**** The records ****
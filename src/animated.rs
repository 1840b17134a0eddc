use std::cell::RefCell;
use std::rc::{Rc, Weak};

use gloo::render::{request_animation_frame, AnimationFrame};
use gloo::timers::callback::Timeout;
use portfolio_core::{CounterFrame, EasedCounter, Typewriter};
use yew::prelude::*;

fn schedule_typing_step(mut state: Typewriter, on_step: impl FnOnce(Typewriter) + 'static) -> Timeout {
    Timeout::new(state.delay_ms(), move || {
        state.tick();
        on_step(state);
    })
}

#[hook]
fn use_typewriter(phrases: &'static [&'static str]) -> Option<Typewriter> {
    let typewriter = use_state_eq(move || Typewriter::new(phrases.iter().copied()));
    {
        let typewriter = typewriter.clone();
        use_effect_with(phrases, move |phrases| {
            typewriter.set(Typewriter::new(phrases.iter().copied()));
            || ()
        });
    }
    {
        let handle = typewriter.clone();
        use_effect_with((*typewriter).clone(), move |state| {
            let timeout = state
                .clone()
                .map(|state| schedule_typing_step(state, move |next| handle.set(Some(next))));
            move || drop(timeout)
        });
    }
    (*typewriter).clone()
}

#[derive(Properties, PartialEq)]
pub(crate) struct TypingProps {
    pub(crate) phrases: &'static [&'static str],
}

/// One pending timeout at a time, cancelled when the state moves or the
/// component unmounts.
#[function_component(Typing)]
pub(crate) fn typing(props: &TypingProps) -> Html {
    let visible = use_typewriter(props.phrases)
        .map(|state| state.visible().to_string())
        .unwrap_or_default();
    html! {
        <span class="relative">
            <span class="bg-clip-text text-transparent bg-gradient-to-r from-sky-500 via-indigo-500 to-cyan-400">
                { visible }
            </span>
            <span class="ml-0.5 inline-block w-[2px] h-6 align-middle bg-cyan-400 animate-pulse rounded" />
        </span>
    }
}

fn frame_clock_now() -> f64 {
    web_sys::window()
        .and_then(|window| window.performance())
        .map(|performance| performance.now())
        .unwrap_or(0.0)
}

type FrameSlot = RefCell<Option<AnimationFrame>>;

/// Samples an `EasedCounter` on animation frames until it lands. Dropping
/// the run cancels the pending frame.
pub(crate) struct CounterRun {
    slot: Rc<FrameSlot>,
}

impl CounterRun {
    pub(crate) fn start(
        counter: Rc<RefCell<EasedCounter>>,
        on_frame: Rc<dyn Fn(CounterFrame)>,
    ) -> Self {
        let slot = Rc::new(RefCell::new(None));
        schedule_counter_frame(Rc::downgrade(&slot), counter, on_frame);
        Self { slot }
    }
}

impl Drop for CounterRun {
    fn drop(&mut self) {
        self.slot.borrow_mut().take();
    }
}

fn schedule_counter_frame(
    slot: Weak<FrameSlot>,
    counter: Rc<RefCell<EasedCounter>>,
    on_frame: Rc<dyn Fn(CounterFrame)>,
) {
    let Some(cell) = slot.upgrade() else {
        return;
    };
    let handle = request_animation_frame(move |timestamp| {
        let frame = counter.borrow_mut().sample(timestamp);
        on_frame(frame);
        if !frame.finished {
            schedule_counter_frame(slot, counter, on_frame);
        }
    });
    *cell.borrow_mut() = Some(handle);
}

#[hook]
fn use_eased_count(target: i64) -> i64 {
    let count = use_state_eq(|| 0i64);
    let counter = use_mut_ref(|| EasedCounter::new(target, frame_clock_now()));
    {
        let count = count.clone();
        use_effect_with(target, move |target| {
            counter.borrow_mut().retarget(*target, frame_clock_now());
            count.set(counter.borrow().current());
            let run = CounterRun::start(counter, Rc::new(move |frame: CounterFrame| count.set(frame.value)));
            move || drop(run)
        });
    }
    *count
}

#[derive(Properties, PartialEq)]
pub(crate) struct CounterProps {
    pub(crate) label: AttrValue,
    pub(crate) value: i64,
    #[prop_or_default]
    pub(crate) suffix: AttrValue,
}

#[function_component(Counter)]
pub(crate) fn counter(props: &CounterProps) -> Html {
    let count = use_eased_count(props.value);
    html! {
        <div class="rounded-2xl border border-slate-200 dark:border-slate-800 bg-white/60 dark:bg-slate-900/60 backdrop-blur p-5 shadow-sm">
            <div class="text-2xl font-semibold text-slate-900 dark:text-white">
                { format!("{count}{}", props.suffix) }
            </div>
            <div class="text-sm text-slate-600 dark:text-slate-300 mt-1">{ props.label.clone() }</div>
        </div>
    }
}

#[cfg(all(test, target_arch = "wasm32"))]
mod tests {
    use super::*;
    use gloo::timers::future::TimeoutFuture;
    use std::cell::Cell;
    use wasm_bindgen_test::*;

    wasm_bindgen_test_configure!(run_in_browser);

    fn mount_root(id: &str) -> web_sys::Element {
        let document = web_sys::window()
            .and_then(|window| window.document())
            .expect("document available");
        let root = document.create_element("div").expect("create test root");
        root.set_id(id);
        document
            .body()
            .expect("body available")
            .append_child(&root)
            .expect("append test root");
        root
    }

    fn leading_number(root: &web_sys::Element) -> i64 {
        let text = root.text_content().unwrap_or_default();
        let digits: String = text.chars().take_while(char::is_ascii_digit).collect();
        digits.parse().expect("counter renders a number first")
    }

    #[derive(Properties, PartialEq)]
    struct StatProps {
        value: i64,
    }

    #[function_component(Stat)]
    fn stat(props: &StatProps) -> Html {
        html! { <Counter label="Projects" value={props.value} /> }
    }

    #[wasm_bindgen_test(async)]
    async fn counter_lands_on_target() {
        console_error_panic_hook::set_once();
        let root = mount_root("counter-test-root");
        let _app = yew::Renderer::<Stat>::with_root_and_props(root.clone(), StatProps { value: 12 })
            .render();
        TimeoutFuture::new(1200).await;
        assert_eq!(leading_number(&root), 12);
    }

    #[wasm_bindgen_test(async)]
    async fn counter_restarts_when_value_changes() {
        console_error_panic_hook::set_once();
        let root = mount_root("counter-restart-root");
        let mut app =
            yew::Renderer::<Stat>::with_root_and_props(root.clone(), StatProps { value: 12 }).render();
        TimeoutFuture::new(1200).await;
        assert_eq!(leading_number(&root), 12);

        app.update(StatProps { value: 500 });
        TimeoutFuture::new(40).await;
        let early = leading_number(&root);
        assert!(early < 500, "expected a fresh run, saw {early}");

        TimeoutFuture::new(1200).await;
        assert_eq!(leading_number(&root), 500);
        app.destroy();
    }

    #[wasm_bindgen_test(async)]
    async fn counter_run_stops_after_drop() {
        console_error_panic_hook::set_once();
        let frames = Rc::new(Cell::new(0u32));
        let seen = frames.clone();
        let counter = Rc::new(RefCell::new(EasedCounter::new(1000, frame_clock_now())));
        let run = CounterRun::start(counter, Rc::new(move |_frame: CounterFrame| seen.set(seen.get() + 1)));
        TimeoutFuture::new(100).await;
        let before = frames.get();
        assert!(before >= 1, "expected at least one frame");

        drop(run);
        TimeoutFuture::new(100).await;
        assert_eq!(frames.get(), before);
    }

    #[wasm_bindgen_test(async)]
    async fn destroyed_counter_leaves_nothing_behind() {
        console_error_panic_hook::set_once();
        let root = mount_root("counter-destroy-root");
        let app =
            yew::Renderer::<Stat>::with_root_and_props(root.clone(), StatProps { value: 1000 }).render();
        TimeoutFuture::new(50).await;
        assert!(leading_number(&root) < 1000);

        app.destroy();
        TimeoutFuture::new(100).await;
        assert_eq!(root.child_element_count(), 0);
        assert_eq!(root.text_content().unwrap_or_default(), "");
    }

    #[wasm_bindgen_test(async)]
    async fn dropped_typing_step_never_fires() {
        console_error_panic_hook::set_once();
        let fired = Rc::new(Cell::new(false));
        let flag = fired.clone();
        let state = Typewriter::new(["Hi"]).expect("phrases");
        let step = schedule_typing_step(state, move |_next| flag.set(true));
        drop(step);
        TimeoutFuture::new(150).await;
        assert!(!fired.get());

        let kept = Rc::new(RefCell::new(None));
        let slot = kept.clone();
        let state = Typewriter::new(["Hi"]).expect("phrases");
        let _step = schedule_typing_step(state, move |next| *slot.borrow_mut() = Some(next));
        TimeoutFuture::new(150).await;
        let next = kept.borrow().clone().expect("step fired");
        assert_eq!(next.visible(), "H");
    }

    const PHRASES: &[&str] = &["Hi", "Yo"];

    #[function_component(HeroTyping)]
    fn hero_typing() -> Html {
        html! { <Typing phrases={PHRASES} /> }
    }

    #[wasm_bindgen_test(async)]
    async fn typing_reaches_full_phrase() {
        console_error_panic_hook::set_once();
        let root = mount_root("typing-test-root");
        let _app = yew::Renderer::<HeroTyping>::with_root(root.clone()).render();
        TimeoutFuture::new(200).await;
        let text = root.text_content().unwrap_or_default();
        assert!(["H", "Hi"].contains(&text.as_str()), "rendered {text:?}");
    }

    #[wasm_bindgen_test(async)]
    async fn destroyed_typing_stops_ticking() {
        console_error_panic_hook::set_once();
        let root = mount_root("typing-destroy-root");
        let app = yew::Renderer::<HeroTyping>::with_root(root.clone()).render();
        TimeoutFuture::new(100).await;
        let text = root.text_content().unwrap_or_default();
        assert!(["H", "Hi"].contains(&text.as_str()), "rendered {text:?}");

        app.destroy();
        TimeoutFuture::new(200).await;
        assert_eq!(root.child_element_count(), 0);
        assert_eq!(root.text_content().unwrap_or_default(), "");
    }
}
****
- _Problem to solve_
Scan the material above line by line and report how many lines contain the word "suffix", nothing further.

- _Final answer_
2